When the fourth quarter started, a mountain range of wings was slid in front of us. Austin and David licked their lips and dug in. “Oh, Honey Bunches, don’t do that,” Leanne drawled, “Here, let me help you.” In five seconds flat she had fashioned a stack of disposable napkins into a chic bib and tied it around Austin’s neck. He smiled goofily as he munched on the wings. Eventually the bib was slathered in orange hot sauce, and his face and fingers looked like that of any boy after he’s devoured his weight in buffalo wings: a total disaster zone. “You’re disgusting,” I said, laughing, unable to comprehend why no guy can eat wings without getting half of it on his face.
“Ohhh, Austin!” Leanne moaned. “Just look at ya! What a mess!” She pulled another stack of napkins out of the red plastic dispenser and swiveled around in her seat. “Now what are we going to do about this?” Holding Austin’s chin firmly in her hand, she dabbed and rubbed the barbecue sauce off his face. This carried on for several minutes. “You’re just such a yucky one, aren’t ya?” She said while she systematically removed every molecule of mess off her boyfriend’s face. Yucky, indeed. Was this for real? Who does that? In public? Or in private? How about, ever? I was half expecting her to burp him once the task was properly wrapped up.

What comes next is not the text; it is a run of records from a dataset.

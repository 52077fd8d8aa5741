//! Readiness polling with a fixed interval and a hard ceiling
//!
//! Every cross-process and cross-node rendezvous in the bootstrap protocol
//! (service ping, remote channel probe, artifact arrival, primary port) goes
//! through [`wait_until`]: re-evaluate a predicate at a fixed interval until
//! it holds or the ceiling elapses. A ceiling expiry is a distinguishable
//! fatal failure, never a silent success.
//!
//! Polling is deliberately busy-wait with sleep rather than event-driven:
//! the predicates are external-process and network probes with no
//! notification mechanism, and bootstrap is a one-shot, human-timescale
//! operation.

use crate::config::PollConfig;
use crate::error::{BootstrapError, Result};
use std::net::{IpAddr, SocketAddr, TcpStream};
use std::time::Duration;
use tokio::time::Instant;
use tokio_util::sync::CancellationToken;
use tracing::{debug, info, warn};

/// Wait until a predicate holds or the ceiling elapses
///
/// The predicate is evaluated immediately, then once per interval. A
/// predicate error counts as "not ready" and is retained so a later timeout
/// reports the last failing condition instead of swallowing it.
///
/// # Arguments
///
/// * `label` - What is being waited for; appears in logs and in the timeout error
/// * `poll` - Interval and ceiling
/// * `cancel` - Cancellation token; cancellation returns a `Cancelled` error
/// * `predicate` - Returns `Ok(true)` once the awaited condition holds
///
/// # Errors
///
/// Returns `Timeout` if the ceiling elapses first, `Cancelled` if the token
/// fires first. Both abort the caller's whole role sequence.
pub async fn wait_until<F>(
    label: &str,
    poll: &PollConfig,
    cancel: &CancellationToken,
    mut predicate: F,
) -> Result<()>
where
    F: FnMut() -> Result<bool>,
{
    let started = Instant::now();
    let deadline = started + poll.ceiling();
    let mut last_failure: Option<BootstrapError>;
    let mut attempt: u64 = 0;

    info!("Waiting for {} (ceiling {:?})", label, poll.ceiling());

    loop {
        if cancel.is_cancelled() {
            return Err(BootstrapError::cancelled(format!(
                "while waiting for {label}"
            )));
        }

        attempt += 1;
        last_failure = match predicate() {
            Ok(true) => {
                info!(
                    "{} ready after {:?} ({} poll attempts)",
                    label,
                    started.elapsed(),
                    attempt
                );
                return Ok(());
            }
            Ok(false) => {
                debug!("{} not ready (attempt {})", label, attempt);
                None
            }
            Err(e) => {
                debug!("{} probe failed (attempt {}): {}", label, attempt, e);
                Some(e)
            }
        };

        if Instant::now() >= deadline {
            let detail = match last_failure {
                Some(e) => format!("{label} after {:?} (last failure: {e})", poll.ceiling()),
                None => format!("{label} after {:?}", poll.ceiling()),
            };
            warn!("Timed out waiting for {}", detail);
            return Err(BootstrapError::timeout(detail));
        }

        tokio::select! {
            _ = tokio::time::sleep(poll.interval()) => {}
            _ = cancel.cancelled() => {
                return Err(BootstrapError::cancelled(format!(
                    "while waiting for {label}"
                )));
            }
        }
    }
}

/// Probe: TCP connect to `ip:port` within a short per-attempt timeout
///
/// Used for the replica's primary-reachability check. Connection refusal and
/// connect timeout both read as "not ready".
pub fn tcp_port_open(ip: IpAddr, port: u16, connect_timeout: Duration) -> bool {
    let addr = SocketAddr::new(ip, port);
    TcpStream::connect_timeout(&addr, connect_timeout).is_ok()
}

#[cfg(test)]
mod tests {
    use super::*;
    use std::sync::atomic::{AtomicU64, Ordering};
    use std::sync::Arc;

    fn poll(interval_secs: u64, ceiling_secs: u64) -> PollConfig {
        PollConfig {
            interval_secs,
            ceiling_secs,
        }
    }

    #[tokio::test(start_paused = true)]
    async fn test_immediate_success_takes_one_attempt() {
        let calls = Arc::new(AtomicU64::new(0));
        let calls2 = Arc::clone(&calls);
        let cancel = CancellationToken::new();

        wait_until("instant condition", &poll(1, 10), &cancel, move || {
            calls2.fetch_add(1, Ordering::SeqCst);
            Ok(true)
        })
        .await
        .unwrap();

        assert_eq!(calls.load(Ordering::SeqCst), 1);
    }

    #[tokio::test(start_paused = true)]
    async fn test_success_at_first_poll_after_flip() {
        // Predicate becomes true at t=3s; with a 1s interval the wait must
        // return at the first poll at or after t=3s, well before the ceiling.
        let start = Instant::now();
        let cancel = CancellationToken::new();

        wait_until("flips at 3s", &poll(1, 600), &cancel, move || {
            Ok(start.elapsed() >= Duration::from_secs(3))
        })
        .await
        .unwrap();

        assert_eq!(start.elapsed(), Duration::from_secs(3));
    }

    #[tokio::test(start_paused = true)]
    async fn test_never_true_times_out_at_ceiling() {
        let start = Instant::now();
        let cancel = CancellationToken::new();

        let err = wait_until("never ready", &poll(1, 5), &cancel, || Ok(false))
            .await
            .unwrap_err();

        assert!(err.is_timeout());
        assert!(start.elapsed() >= Duration::from_secs(5));
        assert!(err.to_string().contains("never ready"));
    }

    #[tokio::test(start_paused = true)]
    async fn test_timeout_preserves_last_probe_failure() {
        let cancel = CancellationToken::new();

        let err = wait_until("failing probe", &poll(1, 3), &cancel, || {
            Err(BootstrapError::channel("connection refused"))
        })
        .await
        .unwrap_err();

        assert!(err.is_timeout());
        assert!(err.to_string().contains("connection refused"));
    }

    #[tokio::test(start_paused = true)]
    async fn test_zero_ceiling_still_evaluates_once() {
        // A zero ceiling with an immediately-true predicate must succeed;
        // with a false predicate it must time out after the single attempt.
        let cancel = CancellationToken::new();

        wait_until("already ready", &poll(1, 0), &cancel, || Ok(true))
            .await
            .unwrap();

        let err = wait_until("not ready", &poll(1, 0), &cancel, || Ok(false))
            .await
            .unwrap_err();
        assert!(err.is_timeout());
    }

    #[tokio::test(start_paused = true)]
    async fn test_cancellation_interrupts_wait() {
        let cancel = CancellationToken::new();
        let child = cancel.clone();

        tokio::spawn(async move {
            tokio::time::sleep(Duration::from_secs(2)).await;
            child.cancel();
        });

        let err = wait_until("cancelled wait", &poll(1, 600), &cancel, || Ok(false))
            .await
            .unwrap_err();

        assert!(err.is_cancelled());
        assert!(!err.is_fatal());
    }

    #[test]
    fn test_tcp_port_open_refused() {
        // Port 1 on loopback is almost certainly closed.
        let open = tcp_port_open(
            IpAddr::from([127, 0, 0, 1]),
            1,
            Duration::from_millis(100),
        );
        assert!(!open);
    }
}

Feeling those Cajun fries rise in my stomach as I watched this repulsive spectacle, I excused myself, unable to watch those two interact any further. Later on I was informed that upon my departure Leanne had sighed in her cutesy accent, “Thank heavens that girl went to go throw up. After all those carbs, she needed it! Don’t you think so, Austin, hun?”
Sometimes I just can’t win.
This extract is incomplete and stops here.